Have you tryed and heard that oregano oil kills lymes disease. That’s what I read. Wonder if it works and if it does is it only right after a bite or what ? I am sorry to hear this and wish you the best

I got that symptoms lastweek so ill go to the doctor to say about this desease because ive got bittem by lyme and now im suffering from numbness of my 2 feet and 2 arms and sometimes im feeling that theres something that running from under my belly ang sometimes from my spine to my neck plss somebody can advice me what to do what doctor can conduct me a lyme desease test

These drs that act like this very dismissive gaslighting are not independent researchers, are not experts and don't know about Lyme at all.
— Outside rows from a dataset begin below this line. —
// ABOUTME: Numeric cleanup for price, rating, and count fields scraped as display text.
// ABOUTME: Strips currency, grouping separators, and trailing words; malformed input yields None.

use crate::schema::DecimalMark;

/// Parses the first number found in display text such as `"$1,799.99"`,
/// `"4.3 out of 5 stars"` or `"12,345 ratings"`.
///
/// The numeric token starts at the first digit and runs through digits,
/// decimal points and grouping separators; it ends at the first other
/// character. Within the token every character that is not a digit or the
/// decimal point is dropped before parsing.
///
/// Returns `None` when the text has no digits or the cleaned token does not
/// parse (for example `"1.2.3"`).
pub fn parse_number(text: &str, mark: DecimalMark) -> Option<f64> {
    let (point, grouping) = match mark {
        DecimalMark::Dot => ('.', ','),
        DecimalMark::Comma => (',', '.'),
    };

    let start = text.find(|c: char| c.is_ascii_digit())?;
    // A leading ".5" keeps its point.
    let start = match text[..start].chars().next_back() {
        Some(c) if c == point => start - c.len_utf8(),
        _ => start,
    };

    let mut cleaned = String::new();
    for c in text[start..].chars() {
        if c.is_ascii_digit() {
            cleaned.push(c);
        } else if c == point {
            cleaned.push('.');
        } else if c == grouping || c == '\'' || c == '\u{a0}' || c == '\u{202f}' {
            continue;
        } else {
            break;
        }
    }

    let cleaned = cleaned.trim_end_matches('.');
    cleaned.parse::<f64>().ok().filter(|n| n.is_finite())
}
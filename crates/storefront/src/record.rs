// ABOUTME: Record struct holding the values extracted for one document, in schema order.
// ABOUTME: Serializes as a flat JSON object keyed by field name.

use serde::ser::SerializeMap;
use serde::{Deserialize, Serialize, Serializer};

/// One label/value pair from a tabular field.
#[derive(Debug, Clone, PartialEq, Eq, Default, Serialize, Deserialize)]
pub struct Attribute {
    pub label: String,
    pub value: String,
}

/// The value of one extracted field.
///
/// `Number(None)` is the not-a-number sentinel for numeric fields whose text
/// was absent or could not be cleaned into a number; it serializes as `null`.
#[derive(Debug, Clone, PartialEq, Serialize, Deserialize)]
#[serde(untagged)]
pub enum FieldValue {
    Text(String),
    Number(Option<f64>),
    List(Vec<String>),
    Table(Vec<Attribute>),
}

impl FieldValue {
    pub fn as_text(&self) -> Option<&str> {
        match self {
            FieldValue::Text(s) => Some(s),
            _ => None,
        }
    }

    pub fn as_number(&self) -> Option<f64> {
        match self {
            FieldValue::Number(n) => *n,
            _ => None,
        }
    }

    pub fn as_list(&self) -> Option<&[String]> {
        match self {
            FieldValue::List(v) => Some(v),
            _ => None,
        }
    }

    pub fn as_table(&self) -> Option<&[Attribute]> {
        match self {
            FieldValue::Table(v) => Some(v),
            _ => None,
        }
    }
}

/// The structured output of one extraction pass.
#[derive(Debug, Clone, PartialEq, Default)]
pub struct Record {
    /// The URL the document was fetched from, when the caller knew it.
    pub url: Option<String>,
    fields: Vec<(String, FieldValue)>,
}

impl Record {
    pub(crate) fn new(url: Option<String>, fields: Vec<(String, FieldValue)>) -> Self {
        Self { url, fields }
    }

    pub fn get(&self, name: &str) -> Option<&FieldValue> {
        self.fields.iter().find(|(n, _)| n == name).map(|(_, v)| v)
    }

    /// Text of a text field, or `None` if the field is missing or not text.
    pub fn text(&self, name: &str) -> Option<&str> {
        self.get(name).and_then(FieldValue::as_text)
    }

    /// Value of a numeric field; `None` for the not-a-number sentinel too.
    pub fn number(&self, name: &str) -> Option<f64> {
        self.get(name).and_then(FieldValue::as_number)
    }

    pub fn list(&self, name: &str) -> Option<&[String]> {
        self.get(name).and_then(FieldValue::as_list)
    }

    pub fn table(&self, name: &str) -> Option<&[Attribute]> {
        self.get(name).and_then(FieldValue::as_table)
    }

    /// Iterates fields in schema order.
    pub fn iter(&self) -> impl Iterator<Item = (&str, &FieldValue)> {
        self.fields.iter().map(|(n, v)| (n.as_str(), v))
    }

    pub fn len(&self) -> usize {
        self.fields.len()
    }

    pub fn is_empty(&self) -> bool {
        self.fields.is_empty()
    }
}

impl Serialize for Record {
    fn serialize<S: Serializer>(&self, serializer: S) -> Result<S::Ok, S::Error> {
        let mut map = serializer.serialize_map(Some(self.fields.len()))?;
        for (name, value) in &self.fields {
            map.serialize_entry(name, value)?;
        }
        map.end()
    }
}
//! Fetch strategy selection
//!
//! Decides whether a target is fetched with a plain GET or rendered in the headless browser.

use url::Url;

/// Strategy types for fetching a target
#[derive(Debug, Clone, Copy, PartialEq, Eq, Default)]
pub enum FetchStrategy {
    #[default]
    Static,
    Rendered,
}

impl FetchStrategy {
    pub fn from_str(s: &str) -> Self {
        match s.to_lowercase().as_str() {
            "rendered" | "dynamic" | "headless" => Self::Rendered,
            _ => Self::Static,
        }
    }

    pub fn as_str(&self) -> &'static str {
        match self {
            Self::Static => "static",
            Self::Rendered => "rendered",
        }
    }
}

/// Trait for fetch strategy selection
///
/// Implementations decide per target URL; the dispatcher never inspects hosts itself.
pub trait StrategySelector: Send + Sync {
    /// Pick the strategy for a target URL
    fn select(&self, target: &str) -> FetchStrategy;

    /// Get the selector name
    fn selector_name(&self) -> &'static str;
}

/// Selects the rendered strategy when the hostname contains one of the configured hints
#[derive(Debug, Clone, Default)]
pub struct HostHintSelector {
    hints: Vec<String>,
}

impl HostHintSelector {
    pub fn new<I, S>(hints: I) -> Self
    where
        I: IntoIterator<Item = S>,
        S: AsRef<str>,
    {
        Self {
            hints: hints
                .into_iter()
                .map(|h| h.as_ref().trim().to_lowercase())
                .filter(|h| !h.is_empty())
                .collect(),
        }
    }

    pub fn hints(&self) -> &[String] {
        &self.hints
    }
}

impl StrategySelector for HostHintSelector {
    fn select(&self, target: &str) -> FetchStrategy {
        let Ok(url) = Url::parse(target) else {
            return FetchStrategy::Static;
        };
        let Some(host) = url.host_str() else {
            return FetchStrategy::Static;
        };

        let host = host.to_lowercase();
        if self.hints.iter().any(|hint| host.contains(hint.as_str())) {
            FetchStrategy::Rendered
        } else {
            FetchStrategy::Static
        }
    }

    fn selector_name(&self) -> &'static str {
        "host_hint"
    }
}

/// Always returns the same strategy
#[derive(Debug, Clone, Copy, Default)]
pub struct FixedSelector(pub FetchStrategy);

impl StrategySelector for FixedSelector {
    fn select(&self, _target: &str) -> FetchStrategy {
        self.0
    }

    fn selector_name(&self) -> &'static str {
        "fixed"
    }
}

#[cfg(test)]
mod tests {
    use super::*;
    use crate::config::DEFAULT_DYNAMIC_HOST_HINTS;

    #[test]
    fn test_fetch_strategy_from_str() {
        assert_eq!(FetchStrategy::from_str("rendered"), FetchStrategy::Rendered);
        assert_eq!(FetchStrategy::from_str("Dynamic"), FetchStrategy::Rendered);
        assert_eq!(FetchStrategy::from_str("static"), FetchStrategy::Static);
        assert_eq!(FetchStrategy::from_str("unknown"), FetchStrategy::Static);
    }

    #[test]
    fn test_fetch_strategy_as_str() {
        assert_eq!(FetchStrategy::Static.as_str(), "static");
        assert_eq!(FetchStrategy::Rendered.as_str(), "rendered");
    }

    #[test]
    fn test_hint_match_selects_rendered() {
        let selector = HostHintSelector::new(DEFAULT_DYNAMIC_HOST_HINTS.iter().copied());

        assert_eq!(
            selector.select("https://www.coolmathgames.com/0-run"),
            FetchStrategy::Rendered
        );
        assert_eq!(
            selector.select("https://someone.ITCH.io/game"),
            FetchStrategy::Rendered
        );
    }

    #[test]
    fn test_unmatched_host_selects_static() {
        let selector = HostHintSelector::new(DEFAULT_DYNAMIC_HOST_HINTS.iter().copied());

        assert_eq!(selector.select("https://example.com/"), FetchStrategy::Static);
        // Only the hostname is inspected, never the path or query.
        assert_eq!(
            selector.select("https://example.com/roblox?from=kongregate"),
            FetchStrategy::Static
        );
    }

    #[test]
    fn test_unparsable_target_selects_static() {
        let selector = HostHintSelector::new(["example"]);
        assert_eq!(selector.select("not a url"), FetchStrategy::Static);
        assert_eq!(selector.select("mailto:user@example.com"), FetchStrategy::Static);
    }

    #[test]
    fn test_hints_are_normalised() {
        let selector = HostHintSelector::new([" Games.Example ", ""]);
        assert_eq!(selector.hints(), &["games.example".to_string()]);
        assert_eq!(selector.selector_name(), "host_hint");
    }

    #[test]
    fn test_fixed_selector() {
        let selector = FixedSelector(FetchStrategy::Rendered);
        assert_eq!(selector.select("https://example.com/"), FetchStrategy::Rendered);
        assert_eq!(selector.selector_name(), "fixed");
    }
}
These drs and specialists are followers and they follow the wrong advice and are told to be dismissive.

i heard you must do 28 days of antibiotics , and you might want to use rife fequency to heal yourself

I'm going trough this hell too. Had plenty of various neuro issues for past 8 years, started with Crohn's disease around 2017, then had positive borrelia test in 2021 but the doctor said it's common not an issue but just now in 2024 I've pointed exactly the tick that gave me this in 2019 and the spot is still hurting time to time. Every time I had a stressful times a new symptom showed up, it broke me physically and mentally but just now I've found out and will trying to address it. Also many people with Long haul Covid is showing Lyme disease history which most likely isn't just coincidence.